Records to process
:::::
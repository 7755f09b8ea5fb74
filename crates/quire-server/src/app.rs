//! Router construction.
//!
//! Builds the axum router with all routes and middleware.

use std::sync::Arc;

use axum::Router;
use axum::extract::DefaultBodyLimit;
use axum::routing::{get, post};
use tower::ServiceBuilder;
use tower_http::trace::TraceLayer;

use crate::ServerConfig;
use crate::handlers;
use crate::middleware::{cors, recover, security};
use crate::state::AppState;

/// Create the application router.
///
/// # Arguments
///
/// * `state` - Shared application state
/// * `config` - Server configuration (CORS, body limit)
pub(crate) fn create_router(state: Arc<AppState>, config: &ServerConfig) -> Router {
    // API routes
    let api_routes = Router::new()
        .route("/kal-api/health/ping", get(handlers::health::ping))
        .route(
            "/kal-api/health/last-trigger",
            get(handlers::health::last_trigger),
        )
        .route(
            "/kal-api/docs/documentation/{doc_id}/check_jwt",
            post(handlers::tokens::check_jwt),
        );

    // Documentation sites, then the admin SPA
    Router::new()
        .merge(api_routes)
        .fallback(handlers::docs::serve)
        .layer(
            ServiceBuilder::new()
                .layer(recover::recover_layer())
                .layer(TraceLayer::new_for_http())
                .layer(cors::cors_layer(&config.cors))
                .layer(security::content_type_options_layer()),
        )
        .layer(DefaultBodyLimit::max(config.body_limit_bytes))
        .with_state(state)
}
:::::
Task instructions
Retype the data exactly as given.

The answer
repository 7755f09b8ea5fb74
filename crates/quire-server/src/app.rs
//! Router construction.
//!
//! Builds the axum router with all routes and middleware.

use std::sync::Arc;

use axum::Router;
use axum::extract::DefaultBodyLimit;
use axum::routing::{get, post};
use tower::ServiceBuilder;
use tower_http::trace::TraceLayer;

use crate::ServerConfig;
use crate::handlers;
use crate::middleware::{cors, recover, security};
use crate::state::AppState;

/// Create the application router.
///
/// # Arguments
///
/// * `state` - Shared application state
/// * `config` - Server configuration (CORS, body limit)
pub(crate) fn create_router(state: Arc<AppState>, config: &ServerConfig) -> Router {
    // API routes
    let api_routes = Router::new()
        .route("/kal-api/health/ping", get(handlers::health::ping))
        .route(
            "/kal-api/health/last-trigger",
            get(handlers::health::last_trigger),
        )
        .route(
            "/kal-api/docs/documentation/{doc_id}/check_jwt",
            post(handlers::tokens::check_jwt),
        );

    // Documentation sites, then the admin SPA
    Router::new()
        .merge(api_routes)
        .fallback(handlers::docs::serve)
        .layer(
            ServiceBuilder::new()
                .layer(recover::recover_layer())
                .layer(TraceLayer::new_for_http())
                .layer(cors::cors_layer(&config.cors))
                .layer(security::content_type_options_layer()),
        )
        .layer(DefaultBodyLimit::max(config.body_limit_bytes))
        .with_state(state)
}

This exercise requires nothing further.